Produção vinícola no Algarve na década de 1870 e a brilhante participação na exposição internacional de Londres

As características do vinhos do Algarve foram menosprezadas durante décadas, mas que renasceram nos nossos dias

Portimão (Postal ilustrado)

O Outono carateriza-se, entre muitos outros aspetos, pela prova do vinho novo. Diz a sabedoria popular que, «pelo São Martinho, vai à adega e prova o vinho».

Nas últimas décadas, no Algarve, a vitivinicultura conheceu um grande incremento, quase proporcional aos variadíssimos galardões nacionais e internacionais com que os vinhos regionais têm vindo a ser distinguidos.

Mas será este um sucesso recente? Para os mais distraídos, a resposta surgirá célere e afirmativa. Todavia, a apetência vinícola da região já sobressaía, no país e além-fronteiras, no século XIX, na década de 1870.

O jornal portimonense «Correio do Meio-dia», na sua edição de 26/7/1874, reproduziu um trecho de uma reportagem publicada no «Diário de Notícias», correspondente aos néctares algarvios, presentes na exposição de Londres.

O caso não era para menos, afinal os vinhos do Algarve vinham a receber naquele certame vários «louvores» que levavam o jornal de Portimão a conjeturar que tais apreciações deveriam «levantar o descrédito» associado à vitivinicultura algarvia.

Ao que complementava: «somos dos que acreditamos que uma epocha nova se abre aos vinhos algarvios se os cuidados e empenho dos cavalleiros n’esta questão interessados, souberem fazer bom uso dos créditos que Londres acaba de estabelecer-lhes em seu auxílio».

Para finalizar, escrevia o periódico, «esperamos que a província toda saberá avaliar a importancia d’esta questão para envidar esforços de grande interesse e máxima utilidade para ella».

Inaugurada a 7 de Abril de 1874, a exposição internacional de vinhos de Londres decorreu nos subterrâneos do Royal Albert Hall e foi alvo de uma reportagem no DN, na secção «Folhetim», nos dias 19 e 20 de julho, daquele já longínquo ano.

 

A exposição decorreu nos subterrâneos do Royal Albert Hall (postal ilustrado)

Após tecer duras críticas ao local e organização do certame, Nicolau, autor do folhetim, descreveu a «cella» destinada aos vinhos portugueses, onde estavam presentes os vinhos do Algarve, Alentejo, Estremadura, Beira Alta, e Madeira, tecendo depois considerações acerca da apreciação dos visitantes aos néctares nacionais.

Os vinhos do Algarve, com 14 qualidades, encontravam-se expostos na ala direita da exposição portuguesa.

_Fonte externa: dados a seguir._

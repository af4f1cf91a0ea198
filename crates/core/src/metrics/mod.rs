//! Pure derived-metric functions. Nothing here touches the network or the clock.

pub mod character;
pub mod grade;
pub mod nil;
pub mod trajectory;

#[derive(Debug, Clone, PartialEq, thiserror::Error)]
pub enum MetricError {
    #[error("growth is undefined when the athletic score is zero")]
    UndefinedGrowth,

    #[error("{field} must be a finite number (got {value})")]
    NonFinite { field: &'static str, value: f64 },
}

/// Rounds to `places` decimal digits for display.
pub(crate) fn round_to(value: f64, places: i32) -> f64 {
    let factor = 10f64.powi(places);
    (value * factor).round() / factor
}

Destes, foram avaliados 12 (dois não reuniam condições), os quais, segundo aquele autor, «têem tido tantos admiradores quantos provadores», particularizando «como vinhos finos e muito delicados, os tintos dos Exmos. Srs. T. Magalhães, R. A. Motta e F. P. Mendes, de Portimão, os de M. M. de Mendonça, de Olhão e os da viúva de A. J. Júdice de Lagôa».

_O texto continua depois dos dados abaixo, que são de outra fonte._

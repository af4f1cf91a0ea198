use super::{parse_body, parse_number, present, QueryError};
use crate::catalog::nil_market;
use crate::metrics::nil::{
    self, AthleteProfile, Breakdown, DealRecommendations, MarketComparison, PerformanceLevel,
    Projections, SocialMedia, ValuationModel, ValueDrivers,
};
use serde::{Deserialize, Serialize};

const MAX_GPA: f64 = 5.0;

/// Query-string form: social counts are flat and achievements are comma-separated.
#[derive(Debug, Clone, Default, Deserialize)]
pub struct NilParams {
    pub sport: Option<String>,
    pub position: Option<String>,
    pub conference: Option<String>,
    #[serde(alias = "performanceLevel")]
    pub performance_level: Option<String>,
    pub instagram: Option<String>,
    pub twitter: Option<String>,
    pub tiktok: Option<String>,
    pub gpa: Option<String>,
    pub year: Option<String>,
    pub achievements: Option<String>,
}

#[derive(Debug, Clone, Default, Deserialize)]
pub struct SocialMediaBody {
    pub instagram: Option<u64>,
    pub twitter: Option<u64>,
    pub tiktok: Option<u64>,
}

#[derive(Debug, Clone, Default, Deserialize)]
pub struct NilBody {
    pub sport: Option<String>,
    pub position: Option<String>,
    pub conference: Option<String>,
    #[serde(alias = "performanceLevel")]
    pub performance_level: Option<String>,
    #[serde(alias = "socialMedia")]
    pub social_media: Option<SocialMediaBody>,
    pub gpa: Option<f64>,
    pub year: Option<String>,
    pub achievements: Option<Vec<String>>,
}

#[derive(Debug, Clone, PartialEq)]
pub struct NilRequest {
    pub athlete: AthleteProfile,
}

impl NilRequest {
    pub fn from_params(params: &NilParams) -> Result<Self, QueryError> {
        let social_media = SocialMedia {
            instagram: parse_number::<u64>("instagram", params.instagram.as_deref())?.unwrap_or(0),
            twitter: parse_number::<u64>("twitter", params.twitter.as_deref())?.unwrap_or(0),
            tiktok: parse_number::<u64>("tiktok", params.tiktok.as_deref())?.unwrap_or(0),
        };
        let achievements: Vec<String> = present(params.achievements.as_deref())
            .map(|s| {
                s.split(',')
                    .map(str::trim)
                    .filter(|a| !a.is_empty())
                    .map(str::to_string)
                    .collect()
            })
            .unwrap_or_default();

        Self::build(
            params.sport.as_deref(),
            params.position.as_deref(),
            params.conference.as_deref(),
            params.performance_level.as_deref(),
            social_media,
            parse_number::<f64>("gpa", params.gpa.as_deref())?,
            params.year.as_deref(),
            achievements,
        )
    }

    pub fn from_body(body: &[u8]) -> Result<Self, QueryError> {
        let body: NilBody = parse_body(body)?;
        let social = body.social_media.unwrap_or_default();
        let social_media = SocialMedia {
            instagram: social.instagram.unwrap_or(0),
            twitter: social.twitter.unwrap_or(0),
            tiktok: social.tiktok.unwrap_or(0),
        };
        let achievements: Vec<String> = body
            .achievements
            .unwrap_or_default()
            .into_iter()
            .map(|a| a.trim().to_string())
            .filter(|a| !a.is_empty())
            .collect();

        Self::build(
            body.sport.as_deref(),
            body.position.as_deref(),
            body.conference.as_deref(),
            body.performance_level.as_deref(),
            social_media,
            body.gpa,
            body.year.as_deref(),
            achievements,
        )
    }

    #[allow(clippy::too_many_arguments)]
    fn build(
        sport: Option<&str>,
        position: Option<&str>,
        conference: Option<&str>,
        performance_level: Option<&str>,
        social_media: SocialMedia,
        gpa: Option<f64>,
        year: Option<&str>,
        achievements: Vec<String>,
    ) -> Result<Self, QueryError> {
        let sport = present(sport).ok_or(QueryError::MissingField("sport"))?;

        let performance = match present(performance_level) {
            None => PerformanceLevel::default(),
            Some(raw) => nil_market::PERFORMANCE_LEVELS
                .iter()
                .find(|(name, _)| name.eq_ignore_ascii_case(raw))
                .map(|&(name, multiplier)| PerformanceLevel { name, multiplier })
                .ok_or_else(|| {
                    QueryError::bad_selector(
                        "Invalid performance level",
                        "performance level",
                        raw,
                        "available_performance_levels",
                        nil_market::performance_level_names(),
                    )
                })?,
        };

        if let Some(gpa) = gpa {
            if !(0.0..=MAX_GPA).contains(&gpa) {
                return Err(QueryError::InvalidValue {
                    field: "gpa",
                    reason: format!("must be between 0 and {MAX_GPA} (got {gpa})"),
                });
            }
        }

        Ok(Self {
            athlete: AthleteProfile {
                sport: sport.to_lowercase(),
                position: present(position).map(str::to_lowercase),
                conference: present(conference).map(str::to_string),
                performance,
                social_media,
                gpa,
                year: present(year).map(str::to_string),
                achievements,
            },
        })
    }
}

#[derive(Debug, Clone, Serialize)]
#[serde(rename_all = "camelCase")]
pub struct AthleteSummary {
    pub sport: String,
    pub position: Option<String>,
    pub conference: Option<String>,
    pub performance_level: &'static str,
    pub year: Option<String>,
    pub social_media: SocialMedia,
}

#[derive(Debug, Clone, Serialize)]
#[serde(rename_all = "camelCase")]
pub struct NilValuationView {
    pub athlete: AthleteSummary,
    pub total_annual_value: i64,
    pub breakdown: Breakdown,
}

#[derive(Debug, Clone, Serialize)]
#[serde(rename_all = "camelCase")]
pub struct NilInsights {
    pub highlights: Vec<String>,
    pub value_drivers: ValueDrivers,
}

#[derive(Debug, Clone, Serialize)]
#[serde(rename_all = "camelCase")]
pub struct NilPayload {
    pub nil_valuation: NilValuationView,
    pub market_comparison: MarketComparison,
    pub insights: NilInsights,
    pub deal_recommendations: DealRecommendations,
    pub projections: Projections,
}

pub fn resolve(request: &NilRequest, model: &dyn ValuationModel) -> NilPayload {
    let athlete = &request.athlete;
    let value = model.value(athlete);
    let total = value.total_annual_value;
    let comparison = nil::market_comparison(total, &athlete.sport, athlete.position.as_deref());

    NilPayload {
        nil_valuation: NilValuationView {
            athlete: AthleteSummary {
                sport: athlete.sport.clone(),
                position: athlete.position.clone(),
                conference: athlete.conference.clone(),
                performance_level: athlete.performance.name,
                year: athlete.year.clone(),
                social_media: athlete.social_media,
            },
            total_annual_value: total,
            breakdown: value.breakdown,
        },
        insights: NilInsights {
            highlights: nil::highlights(athlete, &value, &comparison),
            value_drivers: nil::value_drivers(athlete, &nil_market::WEIGHTS),
        },
        market_comparison: comparison,
        deal_recommendations: nil::deal_recommendations(total),
        projections: nil::projections(total),
    }
}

Elegendo porém, o de F. Mendes, de Portimão, como «uma das maravilhas que appareceu e que fez empallidecer e tornar invejosos os melhores provadores estrangeiros que o estudaram». Afinal, possuía «no maior equilíbrio e elegância todas as diversas qualidades que se podem ambicionar para a formação de um vinho fino e delicado».

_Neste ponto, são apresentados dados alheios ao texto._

use serde::Serialize;

#[derive(Debug, Clone, Copy, PartialEq, Eq, Hash, PartialOrd, Ord, Serialize)]
#[serde(rename_all = "lowercase")]
pub enum Trait {
    Grit,
    Leadership,
    Resilience,
    Coachability,
    Competitiveness,
    Teamwork,
}

impl Trait {
    pub fn as_str(self) -> &'static str {
        match self {
            Self::Grit => "grit",
            Self::Leadership => "leadership",
            Self::Resilience => "resilience",
            Self::Coachability => "coachability",
            Self::Competitiveness => "competitiveness",
            Self::Teamwork => "teamwork",
        }
    }

    pub fn label(self) -> &'static str {
        match self {
            Self::Grit => "Grit",
            Self::Leadership => "Leadership",
            Self::Resilience => "Resilience",
            Self::Coachability => "Coachability",
            Self::Competitiveness => "Competitiveness",
            Self::Teamwork => "Teamwork",
        }
    }
}

#[derive(Debug, Clone, Copy, Serialize)]
pub struct CharacterTrait {
    pub name: Trait,
    pub weight: f64,
    pub description: &'static str,
    pub drills: &'static [&'static str],
}

/// Trait weights for the overall character score. Order is the presentation order.
pub static TRAITS: [CharacterTrait; 6] = [
    CharacterTrait {
        name: Trait::Grit,
        weight: 0.25,
        description: "Execution in high-leverage, late-game situations",
        drills: &["Late-inning pressure simulations", "Two-strike approach reps"],
    },
    CharacterTrait {
        name: Trait::Leadership,
        weight: 0.20,
        description: "Influence on teammates and on-field communication",
        drills: &["Captain rotation in practice", "Film-room presentation to position group"],
    },
    CharacterTrait {
        name: Trait::Resilience,
        weight: 0.20,
        description: "Recovery after errors and adverse outcomes",
        drills: &["Reset-routine training", "Adversity scrimmages with imposed deficits"],
    },
    CharacterTrait {
        name: Trait::Coachability,
        weight: 0.15,
        description: "Speed and consistency of adopting coaching adjustments",
        drills: &["Weekly adjustment checklists", "Video feedback loops with position coach"],
    },
    CharacterTrait {
        name: Trait::Competitiveness,
        weight: 0.10,
        description: "Effort and intensity across repetitions",
        drills: &["Scored competition periods", "Head-to-head conditioning ladders"],
    },
    CharacterTrait {
        name: Trait::Teamwork,
        weight: 0.10,
        description: "Willingness to play within the team structure",
        drills: &["Situational team-defense reps", "Partner accountability goals"],
    },
];

pub fn weight(name: Trait) -> f64 {
    TRAITS
        .iter()
        .find(|t| t.name == name)
        .map(|t| t.weight)
        .unwrap_or_default()
}

pub fn total_weight() -> f64 {
    TRAITS.iter().map(|t| t.weight).sum()
}

pub fn trait_info(name: Trait) -> Option<&'static CharacterTrait> {
    TRAITS.iter().find(|t| t.name == name)
}

#[cfg(test)]
mod tests {
    use super::*;

    #[test]
    fn weights_sum_to_one() {
        assert!((total_weight() - 1.0).abs() <= crate::catalog::WEIGHT_TOLERANCE);
    }

    #[test]
    fn grit_carries_the_largest_weight() {
        assert_eq!(weight(Trait::Grit), 0.25);
        assert!(TRAITS.iter().all(|t| t.weight <= weight(Trait::Grit)));
    }
}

No género de vinho maduro e doce, sobressaía o da viúva de A. J. Júdice, de Lagoa. Quanto aos vinhos brancos, eram apresentados três tipos, não obstante um deles ficar fora da apreciação, os restantes de M. M. de Mendonça e T. A. da Fonseca, de Olhão foram «muito gabados, com especialidade o do último cavalheiro, que foi causa dos mais bem merecidos elogios».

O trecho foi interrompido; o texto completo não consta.